Reflexiones embebidas de preguntas existenciales, de búsqueda. Algo así como quien busca un rumbo hasta conseguirlo. Entonces De La Cruz Picalúa se pregunta: “¿Cómo hablarle a estas gentes de salud, de bienestar, de vida plena, de deseo de trabajar, de progreso… si no existían para muchos de ellos las más mínimas condiciones de comodidad y desarrollo?” De alguna manera, lo que en principio se muestra bajo el cristales de la lucha y los ideales de cambio y revolución, lleva al autor a poner en duda el tinglado de toda una epistemología. Quien narra se reprende a través de la crítica, a quien “enseñaron a tenerle pena al comercio”, al capitalismo, habituado como afirma al ocio y la holgazanería, “en una palabra, me educaron para ser un mediocre, un subdesarrollado”.

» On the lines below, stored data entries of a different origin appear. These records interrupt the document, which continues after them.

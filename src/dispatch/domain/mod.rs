//! Domain model for queued commands, inbound mail and notifications.

mod command;
mod error;
mod mail;
mod notification;

pub use command::{Channel, Command, EntryId, GROUP_NAME, ReceiveKeywords, StreamEntry};
pub use error::{CommandParseError, DispatchError, DispatchResult};
pub use mail::{Author, Directives, InboundMail, MailOperation, SubmissionDocument};
pub use notification::{Notification, NotificationKind, NotificationRenderer};
//! Shared helpers for in-memory integration tests.

use chrono::{DateTime, Duration, Local, TimeZone, Utc};
use mockable::Clock;
use rota::review::adapters::memory::InMemoryReviewStore;
use rota::review::domain::{OpenTask, PageRequest, Pages, ProjectCodes, TaskFilter};
use rota::review::services::{OpenTaskRequest, ReviewLifecycleService};
use rota::roster::domain::{Reviewer, ReviewerId, ReviewerRole};
use std::collections::BTreeMap;
use std::sync::{Arc, Mutex};

/// Lifecycle service over the in-memory store and a controllable clock.
pub type TestService = ReviewLifecycleService<InMemoryReviewStore, SteppingClock>;

/// Clock that only moves when told to.
#[derive(Debug)]
pub struct SteppingClock {
    now: Mutex<DateTime<Utc>>,
}

impl SteppingClock {
    /// Creates a clock frozen at `start`.
    #[must_use]
    pub const fn new(start: DateTime<Utc>) -> Self {
        Self {
            now: Mutex::new(start),
        }
    }

    /// Moves the clock forward.
    pub fn advance(&self, step: Duration) {
        let mut now = self.now.lock().expect("clock lock");
        *now += step;
    }
}

impl Clock for SteppingClock {
    fn local(&self) -> DateTime<Local> {
        self.utc().with_timezone(&Local)
    }

    fn utc(&self) -> DateTime<Utc> {
        *self.now.lock().expect("clock lock")
    }
}

/// Fixed start instant shared by the tests.
#[must_use]
pub fn start_time() -> DateTime<Utc> {
    Utc.with_ymd_and_hms(2026, 3, 2, 9, 0, 0)
        .single()
        .expect("valid timestamp")
}

/// Parses a reviewer id.
#[must_use]
pub fn id(value: &str) -> ReviewerId {
    ReviewerId::new(value).expect("valid reviewer id")
}

/// Builds a roster member with a mail address under `example.com`.
#[must_use]
pub fn member(handle: &str, role: ReviewerRole) -> Reviewer {
    Reviewer::new(id(handle), handle, role, &SteppingClock::new(start_time()))
        .expect("valid reviewer")
        .with_email(format!("{handle}@example.com"))
}

/// Builds a code set with placeholder titles.
#[must_use]
pub fn codes(list: &[&str]) -> ProjectCodes {
    ProjectCodes::new(list.iter().map(|code| (*code, "title"))).expect("valid codes")
}

/// Builds a non-urgent open request by `author`.
#[must_use]
pub fn request(list: &[&str], pages: u32, author: &str) -> OpenTaskRequest {
    OpenTaskRequest::new(
        codes(list),
        "Acme",
        Pages::new(pages).expect("valid pages"),
        id(author),
    )
}

/// Seeds a store with author-only `zoe` and reviewers `a`, `b` and `c`.
#[must_use]
pub fn seeded_store() -> InMemoryReviewStore {
    InMemoryReviewStore::with_reviewers([
        member("zoe", ReviewerRole::AuthorOnly),
        member("a", ReviewerRole::Reviewer),
        member("b", ReviewerRole::Reviewer),
        member("c", ReviewerRole::Reviewer),
    ])
    .expect("seed roster")
}

/// Builds a service over `store` with a clock starting at [`start_time`].
#[must_use]
pub fn service_over(store: InMemoryReviewStore) -> (TestService, Arc<SteppingClock>) {
    let clock = Arc::new(SteppingClock::new(start_time()));
    (
        ReviewLifecycleService::new(Arc::new(store), Arc::clone(&clock)),
        clock,
    )
}

/// Returns every reviewer's ledger counter.
pub async fn ledger(service: &TestService) -> BTreeMap<String, i64> {
    service
        .list_reviewers()
        .await
        .expect("list reviewers")
        .into_iter()
        .map(|reviewer| (reviewer.id().as_str().to_owned(), reviewer.pages_weighted()))
        .collect()
}

/// Checks every reviewer's counter against the open tasks they hold.
///
/// # Errors
///
/// Returns an error naming the first reviewer whose counter disagrees.
pub async fn ensure_ledger_consistent(service: &TestService) -> Result<(), eyre::Report> {
    let open: Vec<OpenTask> = service
        .search_open(TaskFilter::new(), PageRequest::all())
        .await?
        .rows;
    for reviewer in service.list_reviewers().await? {
        let expected: i64 = open
            .iter()
            .filter(|task| task.reviewer_id() == Some(reviewer.id()))
            .map(OpenTask::weighted_pages)
            .sum();
        eyre::ensure!(
            reviewer.pages_weighted() == expected,
            "{} records {} but holds {expected}",
            reviewer.id(),
            reviewer.pages_weighted()
        );
    }
    Ok(())
}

Como en una especie de educación sentimental hecha a manera de road movie, nuestro protagonista persigue algo al parecer etéreo, aquello que lo llevará a Italia, esto es, el cambiar de escenografía y renovar sus búsquedas. Se trata de un narrador que increpa sin pausa desde el análisis sociológico o poniendo en tela de juicio la entelequia de sus ideas y nociones de historia, de arte, incluso de filosofía; su relación con los preceptos políticos y sociales, con la guerra, con la religión; de alguna manera, mantiene el paralelismo entre aquella vida en Bogotá o Sabanagrande con la vida en Roma, en Florencia, con el viejo continente que se le ofrece en todo su esplendor y decadencia. De nuevo aparecen las reflexiones como detonantes en el relato:

“Comparaba, su ingenio con el de mis antiguos amigos colombianos y en verdad que era una lástima saber que en muchos pueblos retirados y en recónditos lugares, vegetaran tristemente y languidecieran en desilusión y abandono, hombres inteligentísimos que, de haberse desarrollado en otro ambiente social, hubieran dado frutos regalados y dulces a la humanidad. Esa era una consecuencia nefasta de las desigualdades sociales”.

Luego de seguirse martillando la cabeza sobre el destino que ha tomado su vida, aquel recién llegado a Italia, siente que a pesar de haber cruzado el océano, el problema persistía, “ por lo tanto tendría que enfrentarme a los reproches que me hacia mi conciencia. Me reprochaba, haber dejado pasar el tiempo y no haber logrado los objetivos que me había propuesto”. Entonces se cuestiona sobre su periplo intelectual al haber empleado su tiempo “en informarme, educarme, culturizarme lo que me había impedido obtener riquezas materiales. Tenía el defecto de tomar como punto de referencia de mi progreso material, el avance que habían tenido las personas de mi edad…” En este trecho de Sin rumbo, De La Cruz Picalúa decide darle otro ritmo al relato. De diálogos sostenidos con sus nuevos amigos alrededor del sentido de la vida o inmerso en discusiones alrededor de su crisis vocacional, la novela trasciende su género y se convierte de nuevo en ensayo, en novela histórica; nace el relato dentro de otro relato y acudimos al salón de clases como al inicio de la novela. Aquí la historia del Papa Alejandro VI, junto a sus hijos Alejandro y Lucrecia, y el diálogo del príncipe Pico della Mirandola. Luego entramos al relato de la viuda Gloria, interesante salto en el relato en su juego de máscaras y su carácter híbrido. De tal forma, algunas páginas adelante, nuestro protagonista decide afincarse en Roma y el relato estático y de diálogos retoma el movimiento. Se inaugura así un nuevo episodio de esta novela como respuesta a esos devaneos psicológicos constantes. En su hibridación, de repente pasamos del discurso a la acción. Junto a un par de amigos, anota el orden del día en su nueva empresa:

“1. Informe de comisiones: análisis económico, análisis cultural y análisis político. 2. Discusión sobre la línea a seguir frente a la situación social actual. 3. Toma de decisiones: a) Toma del poder del Estado b) Medidas para lograrlo, toma de posición. 4. Formación de la junta directiva: a) Elección b) Instalación”.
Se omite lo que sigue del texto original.